Will the prices go down at some point?
“That in the short term we see diesel at 1.50 euros I do not see it very feasible. The world was stopped for a year, demand fell and then supply, and starting it up again to supply China or India again is complicated. When the Well, it is the case, the price rises. In the medium term, we may stabilize at the prices we have now or even a little less, but everything will arise from how the war evolves, we will probably stay for a while with the prices we have now, “concludes the spokesman. of the Madrid gasoline stations.

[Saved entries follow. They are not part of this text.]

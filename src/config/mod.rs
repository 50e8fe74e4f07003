//! Configuration management for feedwatch.
//!
//! Configuration is read from `~/.config/feedwatch/config.toml` at startup.
//! If the file doesn't exist, a default configuration with comments is created.

use std::fs;
use std::io::Write;
use std::path::{Path, PathBuf};
use std::time::Duration;

use serde::Deserialize;

use crate::render::Locale;
use crate::scheduler::DEFAULT_POLL_INTERVAL_MS;

/// Main configuration struct.
#[derive(Debug, Clone, Deserialize)]
#[serde(default)]
pub struct Config {
    /// Delay between polling cycles in milliseconds
    pub poll_interval_ms: u64,
    /// Language of user-facing messages
    pub locale: Locale,
    pub transport: TransportConfig,
}

impl Default for Config {
    fn default() -> Self {
        Self {
            poll_interval_ms: DEFAULT_POLL_INTERVAL_MS,
            locale: Locale::default(),
            transport: TransportConfig::default(),
        }
    }
}

#[derive(Debug, Clone, Deserialize)]
#[serde(default)]
pub struct TransportConfig {
    /// Request timeout in seconds (default: 10)
    pub timeout_secs: u64,
    pub user_agent: String,
    /// Optional "all origins" proxy endpoint; the address is passed as `url`
    pub proxy: Option<String>,
}

impl Default for TransportConfig {
    fn default() -> Self {
        Self {
            timeout_secs: 10,
            user_agent: concat!("feedwatch/", env!("CARGO_PKG_VERSION")).to_string(),
            proxy: None,
        }
    }
}

impl Config {
    /// Load configuration from the default path.
    ///
    /// If the config file doesn't exist, creates a default one with comments.
    /// Missing fields in the config file will use default values.
    pub fn load() -> Result<Self, ConfigError> {
        let config_path = Self::default_config_path()?;

        if !config_path.exists() {
            Self::create_default_config(&config_path)?;
            return Ok(Self::default());
        }

        Self::load_from(&config_path)
    }

    /// Load configuration from an explicit path, which must exist.
    pub fn load_from(path: &Path) -> Result<Self, ConfigError> {
        let content = fs::read_to_string(path).map_err(|e| ConfigError::Io {
            path: path.to_path_buf(),
            source: e,
        })?;

        toml::from_str(&content).map_err(|e| ConfigError::Parse {
            path: path.to_path_buf(),
            source: e,
        })
    }

    pub fn poll_interval(&self) -> Duration {
        Duration::from_millis(self.poll_interval_ms)
    }

    /// Get the default config file path: `~/.config/feedwatch/config.toml`
    pub fn default_config_path() -> Result<PathBuf, ConfigError> {
        let config_dir = dirs::config_dir().ok_or(ConfigError::NoConfigDir)?;
        Ok(config_dir.join("feedwatch").join("config.toml"))
    }

    fn create_default_config(path: &Path) -> Result<(), ConfigError> {
        if let Some(parent) = path.parent() {
            fs::create_dir_all(parent).map_err(|e| ConfigError::Io {
                path: parent.to_path_buf(),
                source: e,
            })?;
        }

        let mut file = fs::File::create(path).map_err(|e| ConfigError::Io {
            path: path.to_path_buf(),
            source: e,
        })?;

        file.write_all(Self::default_config_content().as_bytes())
            .map_err(|e| ConfigError::Io {
                path: path.to_path_buf(),
                source: e,
            })?;

        Ok(())
    }

    fn default_config_content() -> &'static str {
        r##"# feedwatch configuration

# Delay between polling cycles, in milliseconds
poll_interval_ms = 5000

# Message language: "en" or "ru"
locale = "en"

[transport]
# Request timeout in seconds
timeout_secs = 10

# Route requests through an "all origins" proxy, e.g.
# proxy = "https://allorigins.hexlet.app/get"
"##
    }
}

/// Configuration errors.
#[derive(Debug, thiserror::Error)]
pub enum ConfigError {
    #[error("Could not determine config directory")]
    NoConfigDir,

    #[error("Failed to read/write config file at {path}: {source}")]
    Io {
        path: PathBuf,
        source: std::io::Error,
    },

    #[error("Failed to parse config file at {path}: {source}")]
    Parse {
        path: PathBuf,
        source: toml::de::Error,
    },
}
//! Address validation for new sources.
//!
//! Rules are checked in order and the first failure wins:
//! required, then format, then duplicate.

use url::Url;

use crate::app::error::ValidationError;

const ALLOWED_SCHEMES: &[&str] = &["http", "https"];

/// Validate `candidate` against the addresses registered right now.
///
/// Returns the trimmed address on success. `existing` is read on every call,
/// so sources added concurrently are taken into account.
pub fn validate<S: AsRef<str>>(candidate: &str, existing: &[S]) -> Result<String, ValidationError> {
    let address = candidate.trim();

    if address.is_empty() {
        return Err(ValidationError::Required);
    }

    if !is_absolute_url(address) {
        return Err(ValidationError::Format);
    }

    if existing.iter().any(|e| e.as_ref() == address) {
        return Err(ValidationError::Duplicate);
    }

    Ok(address.to_string())
}

fn is_absolute_url(address: &str) -> bool {
    match Url::parse(address) {
        Ok(url) => {
            ALLOWED_SCHEMES.contains(&url.scheme())
                && url.host_str().is_some_and(|h| !h.is_empty())
                && !address.chars().any(char::is_whitespace)
        }
        Err(_) => false,
    }
}
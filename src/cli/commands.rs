use tokio::io::{AsyncBufReadExt, BufReader};
use tracing::{info, warn};

use crate::app::controller::{self, add_source, open_item, submit};
use crate::app::{AppContext, FeedwatchError, Result};
use crate::domain::ItemId;

/// What a line typed into `watch` asks for.
#[derive(Debug, PartialEq)]
enum Input {
    Open(String),
    Address(String),
}

fn parse_line(line: &str) -> Option<Input> {
    let line = line.trim();
    if line.is_empty() {
        return None;
    }
    match line.strip_prefix("open ") {
        Some(id) => Some(Input::Open(id.trim().to_string())),
        None => Some(Input::Address(line.to_string())),
    }
}

pub async fn watch(ctx: &AppContext, urls: &[String]) -> Result<()> {
    for url in urls {
        // Failures are already reported through the store
        let _ = add_source(ctx, url).await;
    }

    let mut lines = BufReader::new(tokio::io::stdin()).lines();
    loop {
        tokio::select! {
            line = lines.next_line() => match line? {
                Some(line) => handle_line(ctx, &line).await,
                None => break,
            },
            _ = tokio::signal::ctrl_c() => {
                ctx.stop_polling();
                return Ok(());
            }
        }
    }

    if ctx.is_polling() {
        info!("Input closed, polling until interrupted");
        tokio::signal::ctrl_c().await?;
    }
    ctx.stop_polling();
    Ok(())
}

async fn handle_line(ctx: &AppContext, line: &str) {
    match parse_line(line) {
        Some(Input::Open(raw)) => {
            let result = raw
                .parse::<ItemId>()
                .map_err(|e| FeedwatchError::ItemNotFound(format!("{}: {}", raw, e)))
                .and_then(|id| open_item(ctx, id));
            if let Err(e) = result {
                warn!("{}", e);
            }
        }
        Some(Input::Address(address)) => {
            let _ = add_source(ctx, &address).await;
        }
        None => {}
    }
}

/// Fetch one feed without polling. Fails if the feed could not be added.
pub async fn check(ctx: &AppContext, url: &str, json: bool) -> Result<()> {
    let outcome = submit(ctx, url).await;

    if json {
        let state = ctx.store.snapshot();
        println!("{}", serde_json::to_string_pretty(&state)?);
    }

    match outcome {
        Ok(_) => Ok(()),
        Err(e) => {
            let code = ctx.store.read(controller::current_error);
            Err(FeedwatchError::Other(format!(
                "{} ({})",
                e,
                code.map(|c| c.key()).unwrap_or("unknown")
            )))
        }
    }
}
use std::fmt;
use std::str::FromStr;

use chrono::{DateTime, Utc};
use serde::{Deserialize, Serialize};
use uuid::Uuid;

use super::SourceId;

/// Opaque per-parse identifier used for rendering keys and seen-tracking.
///
/// Two fetches of the same entry produce different ids; equality of entries
/// is decided by permalink instead.
#[derive(Debug, Clone, Copy, PartialEq, Eq, Hash, Serialize, Deserialize)]
pub struct ItemId(Uuid);

impl ItemId {
    pub fn generate() -> Self {
        Self(Uuid::new_v4())
    }
}

impl fmt::Display for ItemId {
    fn fmt(&self, f: &mut fmt::Formatter<'_>) -> fmt::Result {
        fmt::Display::fmt(&self.0, f)
    }
}

impl FromStr for ItemId {
    type Err = uuid::Error;

    fn from_str(s: &str) -> Result<Self, Self::Err> {
        Uuid::parse_str(s.trim()).map(Self)
    }
}

/// An entry as extracted from a document, not yet owned by a source.
#[derive(Debug, Clone, PartialEq, Serialize, Deserialize)]
pub struct Entry {
    pub id: ItemId,
    pub title: String,
    pub summary: String,
    pub permalink: String,
}

impl Entry {
    pub fn into_item(self, source_id: SourceId) -> Item {
        Item {
            id: self.id,
            source_id,
            title: self.title,
            summary: self.summary,
            permalink: self.permalink,
            fetched_at: Utc::now(),
        }
    }
}

#[derive(Debug, Clone, PartialEq, Serialize, Deserialize)]
pub struct Item {
    pub id: ItemId,
    pub source_id: SourceId,
    pub title: String,
    pub summary: String,
    pub permalink: String,
    pub fetched_at: DateTime<Utc>,
}

impl Item {
    /// The item's title, if the document gave it one.
    pub fn title(&self) -> Option<&str> {
        Some(self.title.as_str()).filter(|t| !t.is_empty())
    }
}

#[cfg(test)]
mod tests {
    use super::*;

    fn entry(link: &str) -> Entry {
        Entry {
            id: ItemId::generate(),
            title: "Title".into(),
            summary: "Summary".into(),
            permalink: link.into(),
        }
    }

    #[test]
    fn test_generated_ids_are_unique() {
        assert_ne!(ItemId::generate(), ItemId::generate());
    }

    #[test]
    fn test_id_parses_from_display() {
        let id = ItemId::generate();
        let parsed: ItemId = id.to_string().parse().unwrap();
        assert_eq!(parsed, id);
    }

    #[test]
    fn test_into_item_stamps_source() {
        let e = entry("https://example.com/a");
        let id = e.id;
        let source_id = SourceId::from_address("https://example.com/feed");
        let item = e.into_item(source_id.clone());
        assert_eq!(item.id, id);
        assert_eq!(item.source_id, source_id);
        assert_eq!(item.permalink, "https://example.com/a");
    }

    #[test]
    fn test_empty_title_is_none() {
        let mut e = entry("https://example.com/a");
        assert_eq!(e.clone().into_item(SourceId::from_address("x")).title(), Some("Title"));
        e.title.clear();
        let item = e.into_item(SourceId::from_address("x"));
        assert_eq!(item.title(), None);
    }
}
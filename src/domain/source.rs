use std::fmt;

use chrono::{DateTime, Utc};
use serde::{Deserialize, Serialize};
use sha2::{Digest, Sha256};

/// Stable key of a registered source, derived from its address.
#[derive(Debug, Clone, PartialEq, Eq, Hash, Serialize, Deserialize)]
pub struct SourceId(String);

impl SourceId {
    /// Generate a deterministic ID from the source address
    pub fn from_address(address: &str) -> Self {
        let mut hasher = Sha256::new();
        hasher.update(address.as_bytes());
        Self(hex::encode(hasher.finalize()))
    }

    pub fn as_str(&self) -> &str {
        &self.0
    }
}

impl fmt::Display for SourceId {
    fn fmt(&self, f: &mut fmt::Formatter<'_>) -> fmt::Result {
        f.write_str(&self.0)
    }
}

#[derive(Debug, Clone, PartialEq, Serialize, Deserialize)]
pub struct Source {
    pub id: SourceId,
    pub address: String,
    pub title: String,
    pub summary: String,
    pub created_at: DateTime<Utc>,
}

impl Source {
    pub fn new(address: String, title: String, summary: String) -> Self {
        Self {
            id: SourceId::from_address(&address),
            address,
            title,
            summary,
            created_at: Utc::now(),
        }
    }

    pub fn display_title(&self) -> &str {
        if self.title.is_empty() {
            &self.address
        } else {
            &self.title
        }
    }
}
use std::collections::HashSet;

use crate::domain::Item;

/// Select the candidates whose permalink is not already known.
///
/// `existing` must be the items of the same source as `candidates`. The
/// result keeps candidate order and neither input is modified. A candidate
/// list repeating a permalink contributes it once.
pub fn merge_new<'a, I>(existing: I, candidates: &[Item]) -> Vec<Item>
where
    I: IntoIterator<Item = &'a Item>,
{
    let mut known: HashSet<&str> = existing.into_iter().map(|i| i.permalink.as_str()).collect();

    candidates
        .iter()
        .filter(|c| known.insert(c.permalink.as_str()))
        .cloned()
        .collect()
}
pub mod client;
pub mod fallback;
pub mod questions;

// Public API exports
pub use client::{build_prompt, OpenRouterClient, DEFAULT_MODEL};
pub use questions::{fetch_questions, load_batch, QuestionSource};

use thiserror::Error;

/// Failures of the question provider. The state machine only distinguishes
/// "the initial load failed" from "it worked"; the variants exist so the log
/// says why.
#[derive(Debug, Error)]
pub enum ProviderError {
    #[error("provider request failed: {0}")]
    Request(String),
    #[error("provider returned a malformed payload: {0}")]
    Malformed(String),
    #[error("question provider unavailable")]
    Unavailable,
}
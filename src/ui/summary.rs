use crate::session::QuizSession;
use crate::ui::layout::calculate_summary_chunks;
use crate::utils::truncate_string;
use ratatui::{
    layout::Alignment,
    style::{Color, Modifier, Style},
    text::{Line, Span, Text},
    widgets::{Block, Borders, Paragraph, Wrap},
    Frame,
};

pub fn draw_game_over(f: &mut Frame, session: &QuizSession, status_line: Option<&str>) {
    let layout = calculate_summary_chunks(f.area());

    let title = Paragraph::new(format!("Time's Up! - {}", session.config.topic.title()))
        .style(
            Style::default()
                .fg(Color::Cyan)
                .add_modifier(Modifier::BOLD),
        )
        .alignment(Alignment::Center)
        .block(Block::default().borders(Borders::ALL));
    f.render_widget(title, layout.header_area);

    let correct = session.history.iter().filter(|r| r.is_correct).count();

    let mut summary_text = Text::default();
    summary_text.push_line(Line::from(vec![
        Span::from("Final Score: "),
        Span::styled(
            session.game.score.to_string(),
            Style::default()
                .fg(Color::Yellow)
                .add_modifier(Modifier::BOLD),
        ),
    ]));
    summary_text.push_line(Line::from(format!(
        "Answered: {} ({} correct)",
        session.game.total_answered, correct
    )));
    if let Some(sub) = session.config.sub_topic_label() {
        summary_text.push_line(Line::from(format!(
            "Focus: {} - {}",
            sub,
            session.config.difficulty.label()
        )));
    }
    summary_text.push_line(Line::from(""));

    for (i, record) in session.history.iter().enumerate() {
        let mark = if record.is_correct { "[✓]" } else { "[✗]" };
        summary_text.push_line(Line::from(format!(
            "{} {}. {}",
            mark,
            i + 1,
            truncate_string(&record.question.full_sentence(), 60)
        )));
    }

    if let Some(status) = status_line {
        summary_text.push_line(Line::from(""));
        summary_text.push_line(Line::from(Span::styled(
            status,
            Style::default().fg(Color::Cyan),
        )));
    }

    let summary = Paragraph::new(summary_text)
        .wrap(Wrap { trim: true })
        .block(Block::default().borders(Borders::ALL));
    f.render_widget(summary, layout.content_area);

    let help_text = vec![Line::from(vec![
        Span::styled(
            "e",
            Style::default()
                .fg(Color::Cyan)
                .add_modifier(Modifier::BOLD),
        ),
        Span::from(" Export Results  "),
        Span::styled(
            "r",
            Style::default()
                .fg(Color::Cyan)
                .add_modifier(Modifier::BOLD),
        ),
        Span::from(" Play Again  "),
        Span::styled(
            "b",
            Style::default()
                .fg(Color::Cyan)
                .add_modifier(Modifier::BOLD),
        ),
        Span::from(" Focus Menu  "),
        Span::styled(
            "m",
            Style::default()
                .fg(Color::Cyan)
                .add_modifier(Modifier::BOLD),
        ),
        Span::from(" Main Menu  "),
        Span::styled(
            "q",
            Style::default()
                .fg(Color::Cyan)
                .add_modifier(Modifier::BOLD),
        ),
        Span::from(" Quit"),
    ])];
    let help = Paragraph::new(help_text)
        .alignment(Alignment::Center)
        .block(Block::default().borders(Borders::ALL));
    f.render_widget(help, layout.footer_area);
}
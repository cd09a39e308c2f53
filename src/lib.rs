pub mod catalog;
pub mod export;
pub mod file_io;
pub mod logger;
pub mod models;
pub mod provider;
pub mod provider_worker;
pub mod session;
pub mod ui;
pub mod utils;

// Re-exports for convenience
pub use catalog::{Difficulty, GameMode, SubTopic, Topic, TIMED_ROUND_SECS};
pub use models::{
    AnswerRecord, AnswerStatus, AppState, FetchKind, GameConfig, GameState, ProviderRequest,
    ProviderResponse, Question,
};
pub use provider::{fetch_questions, load_batch, ProviderError, QuestionSource};
pub use provider_worker::spawn_provider_worker;
pub use session::{
    handle_error_input, handle_game_input, handle_game_over_input, handle_loading_input,
    handle_menu_input, handle_submenu_input, App, QuizSession,
};
pub use ui::{draw_error, draw_game, draw_game_over, draw_loading, draw_menu, draw_submenu};
use crate::catalog::{Difficulty, GameMode, Topic};
use crate::export;
use crate::file_io;
use crate::logger;
use crate::models::{
    AnswerRecord, AnswerStatus, AppState, FetchKind, GameConfig, GameState, ProviderRequest,
    ProviderResponse, Question,
};
use crossterm::event::{KeyCode, KeyEvent};
use std::path::PathBuf;
use std::sync::mpsc::Sender;
use std::time::{Duration, Instant, SystemTime, UNIX_EPOCH};

/// Questions requested when a sub-topic is selected.
pub const INITIAL_BATCH: usize = 10;
/// Questions requested by a background prefetch.
pub const PREFETCH_BATCH: usize = 5;
/// Prefetch fires once the active index is this close to the buffered end.
pub const PREFETCH_MARGIN: usize = 2;

/// Bonus points for answering within five seconds: 2 points per full
/// half-second saved, never negative.
pub fn speed_bonus(time_taken_secs: f64) -> u32 {
    ((5.0 - time_taken_secs).max(0.0) * 2.0).floor() as u32
}

pub fn points_for_correct(streak_before: u32, time_taken_secs: f64) -> u32 {
    10 + streak_before * 2 + speed_bonus(time_taken_secs)
}

/// Wall-clock driver for the countdown. Owned by the session and dropped on
/// every path that leaves the active timed state, so no tick can outlive the
/// session it belongs to.
#[derive(Debug)]
pub struct CountdownTimer {
    last_tick: Instant,
}

impl CountdownTimer {
    pub fn start() -> Self {
        Self {
            last_tick: Instant::now(),
        }
    }

    /// Whole seconds elapsed since the previous call; the remainder carries
    /// over so ticks don't drift.
    pub fn elapsed_ticks(&mut self) -> u32 {
        let elapsed = self.last_tick.elapsed().as_secs();
        if elapsed > 0 {
            self.last_tick += Duration::from_secs(elapsed);
        }
        elapsed as u32
    }
}

#[derive(Debug)]
pub struct QuizSession {
    pub config: GameConfig,
    /// Generation counter stamped on every provider request; responses for an
    /// older epoch are discarded on arrival.
    pub epoch: u64,
    pub queue: Vec<Question>,
    pub current_index: usize,
    pub selected: Option<usize>,
    pub status: AnswerStatus,
    pub history: Vec<AnswerRecord>,
    pub game: GameState,
    pub load_in_flight: bool,
    pub question_shown_at: Option<Instant>,
    pub timer: Option<CountdownTimer>,
    pub provider_tx: Option<Sender<ProviderRequest>>,
}
use crate::catalog::{Difficulty, GameMode, Topic};
use ratatui::{
    layout::{Alignment, Constraint, Direction, Layout},
    style::{Color, Modifier, Style},
    text::{Line, Span},
    widgets::{Block, Borders, List, ListItem, Paragraph},
    Frame,
};

pub fn draw_submenu(
    f: &mut Frame,
    topic: Topic,
    selected_index: usize,
    difficulty: Difficulty,
    mode: GameMode,
) {
    let chunks = Layout::default()
        .direction(Direction::Vertical)
        .margin(2)
        .constraints([
            Constraint::Length(3),
            Constraint::Min(8),
            Constraint::Length(3),
            Constraint::Length(3),
        ])
        .split(f.area());

    let title = Paragraph::new(format!("{} - {}", topic.title(), topic.tagline()))
        .style(
            Style::default()
                .fg(Color::Cyan)
                .add_modifier(Modifier::BOLD),
        )
        .alignment(Alignment::Center)
        .block(Block::default().borders(Borders::ALL));
    f.render_widget(title, chunks[0]);

    let items: Vec<ListItem> = topic
        .sub_topics()
        .iter()
        .enumerate()
        .map(|(i, sub)| {
            let style = if i == selected_index {
                Style::default()
                    .fg(Color::Yellow)
                    .add_modifier(Modifier::BOLD)
            } else {
                Style::default()
            };
            ListItem::new(sub.label).style(style)
        })
        .collect();

    let list = List::new(items)
        .block(
            Block::default()
                .borders(Borders::ALL)
                .title("Select a Focus"),
        )
        .highlight_style(Style::default().add_modifier(Modifier::REVERSED));
    f.render_widget(list, chunks[1]);

    let settings = Paragraph::new(Line::from(vec![
        Span::from("Difficulty: "),
        Span::styled(
            difficulty.label(),
            Style::default()
                .fg(Color::Magenta)
                .add_modifier(Modifier::BOLD),
        ),
        Span::from("   Mode: "),
        Span::styled(
            mode.label(),
            Style::default()
                .fg(Color::Magenta)
                .add_modifier(Modifier::BOLD),
        ),
    ]))
    .alignment(Alignment::Center)
    .block(Block::default().borders(Borders::ALL));
    f.render_widget(settings, chunks[2]);

    let help_text = vec![Line::from(vec![
        Span::styled(
            "↑/↓",
            Style::default()
                .fg(Color::Cyan)
                .add_modifier(Modifier::BOLD),
        ),
        Span::from(" Focus  "),
        Span::styled(
            "←/→",
            Style::default()
                .fg(Color::Cyan)
                .add_modifier(Modifier::BOLD),
        ),
        Span::from(" Difficulty  "),
        Span::styled(
            "Tab",
            Style::default()
                .fg(Color::Cyan)
                .add_modifier(Modifier::BOLD),
        ),
        Span::from(" Mode  "),
        Span::styled(
            "Enter",
            Style::default()
                .fg(Color::Cyan)
                .add_modifier(Modifier::BOLD),
        ),
        Span::from(" Start  "),
        Span::styled(
            "Esc",
            Style::default()
                .fg(Color::Cyan)
                .add_modifier(Modifier::BOLD),
        ),
        Span::from(" Back"),
    ])];
    let help = Paragraph::new(help_text)
        .alignment(Alignment::Center)
        .block(Block::default().borders(Borders::ALL));
    f.render_widget(help, chunks[3]);
}
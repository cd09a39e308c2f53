use std::fs::{File, OpenOptions};
use std::io::Write;
use std::sync::Mutex;

lazy_static::lazy_static! {
    static ref LOGGER: Mutex<Option<File>> = Mutex::new(None);
}

pub fn init() {
    let mut logger = LOGGER.lock().unwrap();
    if logger.is_none() {
        if let Ok(file) = OpenOptions::new()
            .create(true)
            .append(true)
            .open("grammar_hero.log")
        {
            *logger = Some(file);
        }
    }
}

pub fn log(message: &str) {
    if let Some(logger) = LOGGER.lock().unwrap().as_mut() {
        let timestamp = std::time::SystemTime::now()
            .duration_since(std::time::UNIX_EPOCH)
            .unwrap()
            .as_secs();
        let _ = writeln!(logger, "[{}] {}", timestamp, message);
    }
}
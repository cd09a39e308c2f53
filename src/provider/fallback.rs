//! Built-in question bank used when the provider is unreachable. Content is
//! deterministic so scoring stays exercisable offline; it is not meant to
//! cover sub-topics or difficulty tiers.

use crate::catalog::Topic;
use crate::provider::questions::RawQuestion;

fn entry(
    pre: &str,
    post: &str,
    hint: &str,
    correct: &str,
    explanation: &str,
    options: [&str; 4],
) -> RawQuestion {
    RawQuestion {
        sentence_pre: pre.to_string(),
        sentence_post: post.to_string(),
        hint_text: hint.to_string(),
        correct_answer: correct.to_string(),
        explanation: explanation.to_string(),
        options: options.iter().map(|o| o.to_string()).collect(),
    }
}

pub fn bank(topic: Topic) -> Vec<RawQuestion> {
    match topic {
        Topic::PresentProgressive => vec![
            entry(
                "Look! The cat ",
                " up the tree.",
                "climb",
                "is climbing",
                "Singular subject 'The cat' needs 'is' + verb-ing.",
                ["is climbing", "are climbing", "climbing", "climb"],
            ),
            entry(
                "We ",
                " math right now.",
                "study",
                "are studying",
                "'We' is plural, so we use 'are'.",
                ["are studying", "is studying", "studying", "studies"],
            ),
        ],
        Topic::Pronouns => vec![entry(
            "",
            " is my sister.",
            "Sarah",
            "She",
            "Sarah is a girl, so we use 'She'.",
            ["She", "He", "They", "It"],
        )],
        Topic::HasHave => vec![entry(
            "I ",
            " a new bike.",
            "have",
            "have",
            "With 'I', we use 'have'.",
            ["have", "has", "having", "had"],
        )],
        Topic::AmIsAre => vec![entry(
            "You ",
            " my best friend.",
            "be",
            "are",
            "With 'You', we always use 'are'.",
            ["are", "is", "am", "be"],
        )],
        Topic::Negatives => vec![entry(
            "It ",
            " raining today.",
            "not be",
            "isn't",
            "It is not -> It isn't.",
            ["isn't", "aren't", "not is", "amn't"],
        )],
        Topic::AdjectivesAdverbs => vec![entry(
            "She sings very ",
            ".",
            "beautiful",
            "beautifully",
            "We are describing how she sings (verb), so we need an adverb (-ly).",
            ["beautifully", "beautiful", "beauty", "beautify"],
        )],
        Topic::PastTense => vec![entry(
            "Yesterday, I ",
            " pizza for dinner.",
            "eat",
            "ate",
            "The past tense of 'eat' is 'ate'.",
            ["ate", "eat", "eated", "eating"],
        )],
    }
}

#[cfg(test)]
mod tests {
    use super::*;

    #[test]
    fn test_bank_covers_every_topic() {
        for topic in Topic::ALL {
            assert!(!bank(topic).is_empty(), "{} bank empty", topic.title());
        }
    }

    #[test]
    fn test_bank_records_are_well_formed() {
        for topic in Topic::ALL {
            for record in bank(topic) {
                assert!(!record.correct_answer.is_empty());
                assert_eq!(record.options.len(), 4);
                assert!(record.options.contains(&record.correct_answer));
            }
        }
    }
}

For Higueras, “the normal thing is that in the future it remains around 1.50 euros. The cost of oil represents 50% of the final value of gasoline, but those remainders are distribution margins, refining, taxes… and they also suffer from inflation. It will be difficult for it to come down. It may do so if margins and other variables fall, but the effect of oil on the cost of filling the tank is less and less.” Asked if it would be possible to see prices of 2 euros per liter again, he responded emphatically: “I don’t miss you.”